§ **Exercise description**: Go to the line below containing "let mut groups: Vec<Vec<PlayerId>>" and print exactly from there through the line containing "in both histories.", both included. Print nothing else.

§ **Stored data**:
◇ ◇ ◇ ◇ ◇ ◇ ◇
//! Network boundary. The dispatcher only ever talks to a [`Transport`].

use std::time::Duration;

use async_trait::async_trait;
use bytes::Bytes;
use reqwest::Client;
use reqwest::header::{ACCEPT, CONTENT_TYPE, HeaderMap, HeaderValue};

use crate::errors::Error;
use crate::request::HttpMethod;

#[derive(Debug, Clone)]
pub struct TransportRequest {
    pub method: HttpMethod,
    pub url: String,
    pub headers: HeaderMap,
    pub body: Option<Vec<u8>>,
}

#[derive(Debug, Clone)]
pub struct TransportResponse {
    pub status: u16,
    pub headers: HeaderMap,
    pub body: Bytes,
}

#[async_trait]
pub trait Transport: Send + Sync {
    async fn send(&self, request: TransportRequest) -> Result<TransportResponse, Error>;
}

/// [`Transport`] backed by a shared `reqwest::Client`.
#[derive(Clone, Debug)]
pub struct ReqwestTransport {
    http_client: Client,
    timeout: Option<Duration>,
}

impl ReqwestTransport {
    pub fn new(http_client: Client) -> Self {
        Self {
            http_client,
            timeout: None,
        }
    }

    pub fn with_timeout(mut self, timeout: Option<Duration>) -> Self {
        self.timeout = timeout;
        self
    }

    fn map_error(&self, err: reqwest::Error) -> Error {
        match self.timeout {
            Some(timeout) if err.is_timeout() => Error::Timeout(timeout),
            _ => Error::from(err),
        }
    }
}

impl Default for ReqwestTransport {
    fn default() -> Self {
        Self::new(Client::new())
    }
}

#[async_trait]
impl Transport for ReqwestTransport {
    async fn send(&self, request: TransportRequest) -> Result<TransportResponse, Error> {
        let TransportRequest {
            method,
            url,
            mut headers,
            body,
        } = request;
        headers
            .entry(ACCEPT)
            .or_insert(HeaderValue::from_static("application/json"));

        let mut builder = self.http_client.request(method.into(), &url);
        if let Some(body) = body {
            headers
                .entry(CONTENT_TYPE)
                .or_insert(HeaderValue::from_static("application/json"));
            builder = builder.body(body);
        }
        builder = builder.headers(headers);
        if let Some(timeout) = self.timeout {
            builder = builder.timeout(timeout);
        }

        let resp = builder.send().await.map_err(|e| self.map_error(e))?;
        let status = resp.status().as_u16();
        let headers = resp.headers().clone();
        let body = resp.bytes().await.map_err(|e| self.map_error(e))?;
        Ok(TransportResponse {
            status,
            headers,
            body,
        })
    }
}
◇ ◇ ◇ ◇ ◇ ◇ ◇
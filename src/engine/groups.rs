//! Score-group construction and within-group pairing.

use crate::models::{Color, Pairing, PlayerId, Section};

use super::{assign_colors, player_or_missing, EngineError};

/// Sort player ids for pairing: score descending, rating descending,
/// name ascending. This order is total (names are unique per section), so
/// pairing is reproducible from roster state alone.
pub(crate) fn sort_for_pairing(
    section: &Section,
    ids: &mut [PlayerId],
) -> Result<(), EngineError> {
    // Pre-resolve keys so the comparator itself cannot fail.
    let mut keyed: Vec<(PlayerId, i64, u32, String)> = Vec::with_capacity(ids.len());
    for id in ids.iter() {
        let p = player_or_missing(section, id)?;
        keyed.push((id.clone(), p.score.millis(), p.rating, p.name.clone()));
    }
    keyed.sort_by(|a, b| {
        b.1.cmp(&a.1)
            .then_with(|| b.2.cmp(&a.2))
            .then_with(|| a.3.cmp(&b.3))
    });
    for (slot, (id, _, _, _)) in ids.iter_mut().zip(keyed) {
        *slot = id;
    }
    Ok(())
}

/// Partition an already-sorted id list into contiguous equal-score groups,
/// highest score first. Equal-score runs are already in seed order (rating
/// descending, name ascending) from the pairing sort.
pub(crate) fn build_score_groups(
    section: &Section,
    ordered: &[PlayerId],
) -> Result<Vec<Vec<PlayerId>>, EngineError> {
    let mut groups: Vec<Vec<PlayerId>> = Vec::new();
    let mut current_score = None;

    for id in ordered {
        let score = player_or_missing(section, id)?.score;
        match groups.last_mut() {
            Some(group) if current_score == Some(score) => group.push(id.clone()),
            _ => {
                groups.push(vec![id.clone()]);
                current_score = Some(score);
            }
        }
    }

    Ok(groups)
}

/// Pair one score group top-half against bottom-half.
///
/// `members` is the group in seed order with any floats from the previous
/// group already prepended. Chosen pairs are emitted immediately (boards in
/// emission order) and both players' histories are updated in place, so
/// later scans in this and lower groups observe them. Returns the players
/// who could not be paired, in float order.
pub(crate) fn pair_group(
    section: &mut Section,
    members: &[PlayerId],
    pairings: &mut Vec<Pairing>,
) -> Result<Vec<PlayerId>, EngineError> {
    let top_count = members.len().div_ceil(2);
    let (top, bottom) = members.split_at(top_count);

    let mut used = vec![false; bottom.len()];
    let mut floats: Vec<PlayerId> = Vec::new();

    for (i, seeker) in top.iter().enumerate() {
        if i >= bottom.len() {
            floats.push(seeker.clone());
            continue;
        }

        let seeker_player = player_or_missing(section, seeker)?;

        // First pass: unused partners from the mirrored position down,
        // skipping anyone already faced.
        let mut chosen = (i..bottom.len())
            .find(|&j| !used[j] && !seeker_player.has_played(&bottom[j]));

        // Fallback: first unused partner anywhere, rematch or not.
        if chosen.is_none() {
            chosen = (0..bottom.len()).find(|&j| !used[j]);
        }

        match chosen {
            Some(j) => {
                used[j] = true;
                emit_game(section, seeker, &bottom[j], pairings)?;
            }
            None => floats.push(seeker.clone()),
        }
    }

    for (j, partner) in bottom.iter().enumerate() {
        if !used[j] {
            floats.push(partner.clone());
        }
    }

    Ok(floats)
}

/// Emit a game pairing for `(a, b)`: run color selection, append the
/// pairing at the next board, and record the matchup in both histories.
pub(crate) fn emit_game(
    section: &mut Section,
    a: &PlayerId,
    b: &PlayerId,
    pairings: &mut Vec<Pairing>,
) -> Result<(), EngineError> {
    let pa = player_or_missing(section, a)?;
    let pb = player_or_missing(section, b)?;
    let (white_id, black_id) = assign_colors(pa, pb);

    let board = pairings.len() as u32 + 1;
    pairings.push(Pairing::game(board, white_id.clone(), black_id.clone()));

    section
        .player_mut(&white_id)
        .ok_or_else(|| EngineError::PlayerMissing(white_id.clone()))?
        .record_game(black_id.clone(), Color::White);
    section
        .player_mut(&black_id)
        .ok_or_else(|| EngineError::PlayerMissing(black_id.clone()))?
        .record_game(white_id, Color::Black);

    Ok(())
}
◇ ◇ ◇ ◇ ◇ ◇ ◇
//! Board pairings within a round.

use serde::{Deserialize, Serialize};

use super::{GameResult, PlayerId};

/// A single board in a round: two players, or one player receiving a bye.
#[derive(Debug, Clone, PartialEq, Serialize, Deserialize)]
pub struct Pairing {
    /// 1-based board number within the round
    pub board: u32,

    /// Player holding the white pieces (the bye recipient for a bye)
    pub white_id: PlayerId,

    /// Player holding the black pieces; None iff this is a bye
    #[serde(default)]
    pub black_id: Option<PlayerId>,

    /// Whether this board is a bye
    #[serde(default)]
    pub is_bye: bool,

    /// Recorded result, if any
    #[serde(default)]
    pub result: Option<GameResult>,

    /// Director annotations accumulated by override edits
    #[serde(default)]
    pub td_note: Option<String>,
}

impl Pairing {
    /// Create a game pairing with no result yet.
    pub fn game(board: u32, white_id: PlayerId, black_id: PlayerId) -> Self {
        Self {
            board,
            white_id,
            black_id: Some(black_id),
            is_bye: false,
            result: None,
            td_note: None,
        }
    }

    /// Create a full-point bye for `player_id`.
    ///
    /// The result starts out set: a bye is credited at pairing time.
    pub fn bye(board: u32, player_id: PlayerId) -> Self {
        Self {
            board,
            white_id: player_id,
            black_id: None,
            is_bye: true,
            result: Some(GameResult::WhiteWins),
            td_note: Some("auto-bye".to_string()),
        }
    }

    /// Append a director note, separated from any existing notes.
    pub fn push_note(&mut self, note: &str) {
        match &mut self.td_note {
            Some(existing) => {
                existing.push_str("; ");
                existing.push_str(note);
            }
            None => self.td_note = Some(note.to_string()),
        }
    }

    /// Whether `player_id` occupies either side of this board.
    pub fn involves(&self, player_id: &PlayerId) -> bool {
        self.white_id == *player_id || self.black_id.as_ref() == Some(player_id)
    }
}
◇ ◇ ◇ ◇ ◇ ◇ ◇
§ **Result**:
    let mut groups: Vec<Vec<PlayerId>> = Vec::new();
    let mut current_score = None;

    for id in ordered {
        let score = player_or_missing(section, id)?.score;
        match groups.last_mut() {
            Some(group) if current_score == Some(score) => group.push(id.clone()),
            _ => {
                groups.push(vec![id.clone()]);
                current_score = Some(score);
            }
        }
    }

    Ok(groups)
}

/// Pair one score group top-half against bottom-half.
///
/// `members` is the group in seed order with any floats from the previous
/// group already prepended. Chosen pairs are emitted immediately (boards in
/// emission order) and both players' histories are updated in place, so
/// later scans in this and lower groups observe them. Returns the players
/// who could not be paired, in float order.
pub(crate) fn pair_group(
    section: &mut Section,
    members: &[PlayerId],
    pairings: &mut Vec<Pairing>,
) -> Result<Vec<PlayerId>, EngineError> {
    let top_count = members.len().div_ceil(2);
    let (top, bottom) = members.split_at(top_count);

    let mut used = vec![false; bottom.len()];
    let mut floats: Vec<PlayerId> = Vec::new();

    for (i, seeker) in top.iter().enumerate() {
        if i >= bottom.len() {
            floats.push(seeker.clone());
            continue;
        }

        let seeker_player = player_or_missing(section, seeker)?;

        // First pass: unused partners from the mirrored position down,
        // skipping anyone already faced.
        let mut chosen = (i..bottom.len())
            .find(|&j| !used[j] && !seeker_player.has_played(&bottom[j]));

        // Fallback: first unused partner anywhere, rematch or not.
        if chosen.is_none() {
            chosen = (0..bottom.len()).find(|&j| !used[j]);
        }

        match chosen {
            Some(j) => {
                used[j] = true;
                emit_game(section, seeker, &bottom[j], pairings)?;
            }
            None => floats.push(seeker.clone()),
        }
    }

    for (j, partner) in bottom.iter().enumerate() {
        if !used[j] {
            floats.push(partner.clone());
        }
    }

    Ok(floats)
}

/// Emit a game pairing for `(a, b)`: run color selection, append the
/// pairing at the next board, and record the matchup in both histories.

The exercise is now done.